» What is expected:
Every record should be written out again in full, with no character altered.

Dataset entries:
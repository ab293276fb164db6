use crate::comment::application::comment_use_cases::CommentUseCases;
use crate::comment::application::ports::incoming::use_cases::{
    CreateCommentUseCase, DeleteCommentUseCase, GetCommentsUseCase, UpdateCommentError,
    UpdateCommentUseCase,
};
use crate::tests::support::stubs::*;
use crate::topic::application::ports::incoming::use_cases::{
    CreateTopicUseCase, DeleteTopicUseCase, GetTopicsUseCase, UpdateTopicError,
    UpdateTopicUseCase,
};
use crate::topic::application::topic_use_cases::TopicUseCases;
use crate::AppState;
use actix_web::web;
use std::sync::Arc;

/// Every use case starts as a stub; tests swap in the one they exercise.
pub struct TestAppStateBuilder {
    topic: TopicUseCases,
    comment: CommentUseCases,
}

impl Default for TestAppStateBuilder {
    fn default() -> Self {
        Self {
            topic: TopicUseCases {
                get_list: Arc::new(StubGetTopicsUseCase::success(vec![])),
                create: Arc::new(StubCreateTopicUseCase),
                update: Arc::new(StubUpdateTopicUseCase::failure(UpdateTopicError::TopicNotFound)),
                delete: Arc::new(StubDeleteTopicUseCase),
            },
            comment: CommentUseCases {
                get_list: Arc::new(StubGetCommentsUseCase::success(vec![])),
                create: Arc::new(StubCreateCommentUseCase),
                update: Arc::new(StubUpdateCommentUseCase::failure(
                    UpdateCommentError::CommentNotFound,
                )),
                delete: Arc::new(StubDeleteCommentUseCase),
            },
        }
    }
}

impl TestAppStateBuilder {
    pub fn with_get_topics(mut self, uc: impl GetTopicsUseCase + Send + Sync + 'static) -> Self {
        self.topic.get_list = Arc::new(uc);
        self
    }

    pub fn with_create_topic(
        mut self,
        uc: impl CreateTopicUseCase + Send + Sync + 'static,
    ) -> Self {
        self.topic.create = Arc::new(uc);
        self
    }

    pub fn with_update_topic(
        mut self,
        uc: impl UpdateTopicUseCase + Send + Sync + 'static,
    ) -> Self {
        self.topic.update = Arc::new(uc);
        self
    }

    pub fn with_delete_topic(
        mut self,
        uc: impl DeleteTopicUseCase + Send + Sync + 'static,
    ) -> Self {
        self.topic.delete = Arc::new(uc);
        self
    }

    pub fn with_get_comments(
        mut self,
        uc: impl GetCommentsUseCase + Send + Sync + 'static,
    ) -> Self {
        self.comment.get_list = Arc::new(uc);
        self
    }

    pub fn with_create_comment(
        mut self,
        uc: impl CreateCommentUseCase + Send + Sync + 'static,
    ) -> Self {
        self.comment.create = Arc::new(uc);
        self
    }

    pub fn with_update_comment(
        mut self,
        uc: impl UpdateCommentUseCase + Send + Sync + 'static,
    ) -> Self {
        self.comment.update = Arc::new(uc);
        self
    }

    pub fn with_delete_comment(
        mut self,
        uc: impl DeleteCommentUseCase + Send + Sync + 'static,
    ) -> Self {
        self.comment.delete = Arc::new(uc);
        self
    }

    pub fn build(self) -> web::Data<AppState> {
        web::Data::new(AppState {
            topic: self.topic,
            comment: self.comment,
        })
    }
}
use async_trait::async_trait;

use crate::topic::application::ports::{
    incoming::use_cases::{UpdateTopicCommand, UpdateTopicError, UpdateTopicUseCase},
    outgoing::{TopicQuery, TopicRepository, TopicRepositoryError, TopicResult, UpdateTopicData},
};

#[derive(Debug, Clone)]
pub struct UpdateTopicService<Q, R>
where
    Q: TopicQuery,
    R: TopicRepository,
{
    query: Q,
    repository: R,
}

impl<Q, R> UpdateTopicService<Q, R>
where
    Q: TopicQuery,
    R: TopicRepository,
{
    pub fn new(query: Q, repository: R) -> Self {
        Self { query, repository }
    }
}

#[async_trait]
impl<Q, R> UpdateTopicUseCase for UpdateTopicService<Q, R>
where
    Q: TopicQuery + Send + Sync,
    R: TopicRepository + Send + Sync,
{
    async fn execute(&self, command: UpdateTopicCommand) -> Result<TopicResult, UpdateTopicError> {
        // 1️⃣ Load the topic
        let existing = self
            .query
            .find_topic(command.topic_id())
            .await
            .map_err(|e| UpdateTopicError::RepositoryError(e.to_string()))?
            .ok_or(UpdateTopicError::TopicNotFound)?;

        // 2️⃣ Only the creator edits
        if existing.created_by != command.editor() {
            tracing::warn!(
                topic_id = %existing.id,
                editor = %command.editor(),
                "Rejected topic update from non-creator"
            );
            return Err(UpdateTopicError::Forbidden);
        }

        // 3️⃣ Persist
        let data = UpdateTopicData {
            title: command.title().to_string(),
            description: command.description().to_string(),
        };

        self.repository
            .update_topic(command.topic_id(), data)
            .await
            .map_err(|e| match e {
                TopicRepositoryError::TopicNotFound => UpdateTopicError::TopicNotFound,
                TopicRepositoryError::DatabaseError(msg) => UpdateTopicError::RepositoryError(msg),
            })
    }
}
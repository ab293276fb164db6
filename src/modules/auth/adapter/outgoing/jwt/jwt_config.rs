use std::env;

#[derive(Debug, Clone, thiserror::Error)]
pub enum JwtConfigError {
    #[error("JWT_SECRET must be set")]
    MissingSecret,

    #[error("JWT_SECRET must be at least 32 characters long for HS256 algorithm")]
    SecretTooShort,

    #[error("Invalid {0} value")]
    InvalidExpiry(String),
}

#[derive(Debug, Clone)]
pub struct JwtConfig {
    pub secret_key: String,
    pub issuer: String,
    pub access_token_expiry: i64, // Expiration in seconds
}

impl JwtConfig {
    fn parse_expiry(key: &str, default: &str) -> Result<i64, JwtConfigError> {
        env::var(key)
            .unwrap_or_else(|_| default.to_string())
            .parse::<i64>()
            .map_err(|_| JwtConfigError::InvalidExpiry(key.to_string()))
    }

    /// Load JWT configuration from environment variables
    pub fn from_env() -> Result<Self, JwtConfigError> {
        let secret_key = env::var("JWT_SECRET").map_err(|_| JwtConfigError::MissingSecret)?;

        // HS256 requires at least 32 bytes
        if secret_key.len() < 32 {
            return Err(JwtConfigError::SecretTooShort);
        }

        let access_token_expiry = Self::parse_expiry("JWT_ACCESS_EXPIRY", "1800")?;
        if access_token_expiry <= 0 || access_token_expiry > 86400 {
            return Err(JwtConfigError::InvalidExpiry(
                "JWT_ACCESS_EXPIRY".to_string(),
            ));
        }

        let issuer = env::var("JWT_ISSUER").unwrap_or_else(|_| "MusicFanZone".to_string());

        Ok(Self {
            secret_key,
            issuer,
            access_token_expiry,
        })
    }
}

» Reply to the exercise:
repository ab293276fb164db6
use crate::comment::application::comment_use_cases::CommentUseCases;
use crate::comment::application::ports::incoming::use_cases::{
    CreateCommentUseCase, DeleteCommentUseCase, GetCommentsUseCase, UpdateCommentError,
    UpdateCommentUseCase,
};
use crate::tests::support::stubs::*;
use crate::topic::application::ports::incoming::use_cases::{
    CreateTopicUseCase, DeleteTopicUseCase, GetTopicsUseCase, UpdateTopicError,
    UpdateTopicUseCase,
};
use crate::topic::application::topic_use_cases::TopicUseCases;
use crate::AppState;
use actix_web::web;
use std::sync::Arc;

/// Every use case starts as a stub; tests swap in the one they exercise.
pub struct TestAppStateBuilder {
    topic: TopicUseCases,
    comment: CommentUseCases,
}

impl Default for TestAppStateBuilder {
    fn default() -> Self {
        Self {
            topic: TopicUseCases {
                get_list: Arc::new(StubGetTopicsUseCase::success(vec![])),
                create: Arc::new(StubCreateTopicUseCase),
                update: Arc::new(StubUpdateTopicUseCase::failure(UpdateTopicError::TopicNotFound)),
                delete: Arc::new(StubDeleteTopicUseCase),
            },
            comment: CommentUseCases {
                get_list: Arc::new(StubGetCommentsUseCase::success(vec![])),
                create: Arc::new(StubCreateCommentUseCase),
                update: Arc::new(StubUpdateCommentUseCase::failure(
                    UpdateCommentError::CommentNotFound,
                )),
                delete: Arc::new(StubDeleteCommentUseCase),
            },
        }
    }
}

impl TestAppStateBuilder {
    pub fn with_get_topics(mut self, uc: impl GetTopicsUseCase + Send + Sync + 'static) -> Self {
        self.topic.get_list = Arc::new(uc);
        self
    }

    pub fn with_create_topic(
        mut self,
        uc: impl CreateTopicUseCase + Send + Sync + 'static,
    ) -> Self {
        self.topic.create = Arc::new(uc);
        self
    }

    pub fn with_update_topic(
        mut self,
        uc: impl UpdateTopicUseCase + Send + Sync + 'static,
    ) -> Self {
        self.topic.update = Arc::new(uc);
        self
    }

    pub fn with_delete_topic(
        mut self,
        uc: impl DeleteTopicUseCase + Send + Sync + 'static,
    ) -> Self {
        self.topic.delete = Arc::new(uc);
        self
    }

    pub fn with_get_comments(
        mut self,
        uc: impl GetCommentsUseCase + Send + Sync + 'static,
    ) -> Self {
        self.comment.get_list = Arc::new(uc);
        self
    }

    pub fn with_create_comment(
        mut self,
        uc: impl CreateCommentUseCase + Send + Sync + 'static,
    ) -> Self {
        self.comment.create = Arc::new(uc);
        self
    }

    pub fn with_update_comment(
        mut self,
        uc: impl UpdateCommentUseCase + Send + Sync + 'static,
    ) -> Self {
        self.comment.update = Arc::new(uc);
        self
    }

    pub fn with_delete_comment(
        mut self,
        uc: impl DeleteCommentUseCase + Send + Sync + 'static,
    ) -> Self {
        self.comment.delete = Arc::new(uc);
        self
    }

    pub fn build(self) -> web::Data<AppState> {
        web::Data::new(AppState {
            topic: self.topic,
            comment: self.comment,
        })
    }
}
use async_trait::async_trait;

use crate::topic::application::ports::{
    incoming::use_cases::{UpdateTopicCommand, UpdateTopicError, UpdateTopicUseCase},
    outgoing::{TopicQuery, TopicRepository, TopicRepositoryError, TopicResult, UpdateTopicData},
};

#[derive(Debug, Clone)]
pub struct UpdateTopicService<Q, R>
where
    Q: TopicQuery,
    R: TopicRepository,
{
    query: Q,
    repository: R,
}

impl<Q, R> UpdateTopicService<Q, R>
where
    Q: TopicQuery,
    R: TopicRepository,
{
    pub fn new(query: Q, repository: R) -> Self {
        Self { query, repository }
    }
}

#[async_trait]
impl<Q, R> UpdateTopicUseCase for UpdateTopicService<Q, R>
where
    Q: TopicQuery + Send + Sync,
    R: TopicRepository + Send + Sync,
{
    async fn execute(&self, command: UpdateTopicCommand) -> Result<TopicResult, UpdateTopicError> {
        // 1️⃣ Load the topic
        let existing = self
            .query
            .find_topic(command.topic_id())
            .await
            .map_err(|e| UpdateTopicError::RepositoryError(e.to_string()))?
            .ok_or(UpdateTopicError::TopicNotFound)?;

        // 2️⃣ Only the creator edits
        if existing.created_by != command.editor() {
            tracing::warn!(
                topic_id = %existing.id,
                editor = %command.editor(),
                "Rejected topic update from non-creator"
            );
            return Err(UpdateTopicError::Forbidden);
        }

        // 3️⃣ Persist
        let data = UpdateTopicData {
            title: command.title().to_string(),
            description: command.description().to_string(),
        };

        self.repository
            .update_topic(command.topic_id(), data)
            .await
            .map_err(|e| match e {
                TopicRepositoryError::TopicNotFound => UpdateTopicError::TopicNotFound,
                TopicRepositoryError::DatabaseError(msg) => UpdateTopicError::RepositoryError(msg),
            })
    }
}
repository ab293276fb164db6
filename src/modules/auth/adapter/outgoing/jwt/jwt_config.rs
use std::env;

#[derive(Debug, Clone, thiserror::Error)]
pub enum JwtConfigError {
    #[error("JWT_SECRET must be set")]
    MissingSecret,

    #[error("JWT_SECRET must be at least 32 characters long for HS256 algorithm")]
    SecretTooShort,

    #[error("Invalid {0} value")]
    InvalidExpiry(String),
}

#[derive(Debug, Clone)]
pub struct JwtConfig {
    pub secret_key: String,
    pub issuer: String,
    pub access_token_expiry: i64, // Expiration in seconds
}

impl JwtConfig {
    fn parse_expiry(key: &str, default: &str) -> Result<i64, JwtConfigError> {
        env::var(key)
            .unwrap_or_else(|_| default.to_string())
            .parse::<i64>()
            .map_err(|_| JwtConfigError::InvalidExpiry(key.to_string()))
    }

    /// Load JWT configuration from environment variables
    pub fn from_env() -> Result<Self, JwtConfigError> {
        let secret_key = env::var("JWT_SECRET").map_err(|_| JwtConfigError::MissingSecret)?;

        // HS256 requires at least 32 bytes
        if secret_key.len() < 32 {
            return Err(JwtConfigError::SecretTooShort);
        }

        let access_token_expiry = Self::parse_expiry("JWT_ACCESS_EXPIRY", "1800")?;
        if access_token_expiry <= 0 || access_token_expiry > 86400 {
            return Err(JwtConfigError::InvalidExpiry(
                "JWT_ACCESS_EXPIRY".to_string(),
            ));
        }

        let issuer = env::var("JWT_ISSUER").unwrap_or_else(|_| "MusicFanZone".to_string());

        Ok(Self {
            secret_key,
            issuer,
            access_token_expiry,
        })
    }
}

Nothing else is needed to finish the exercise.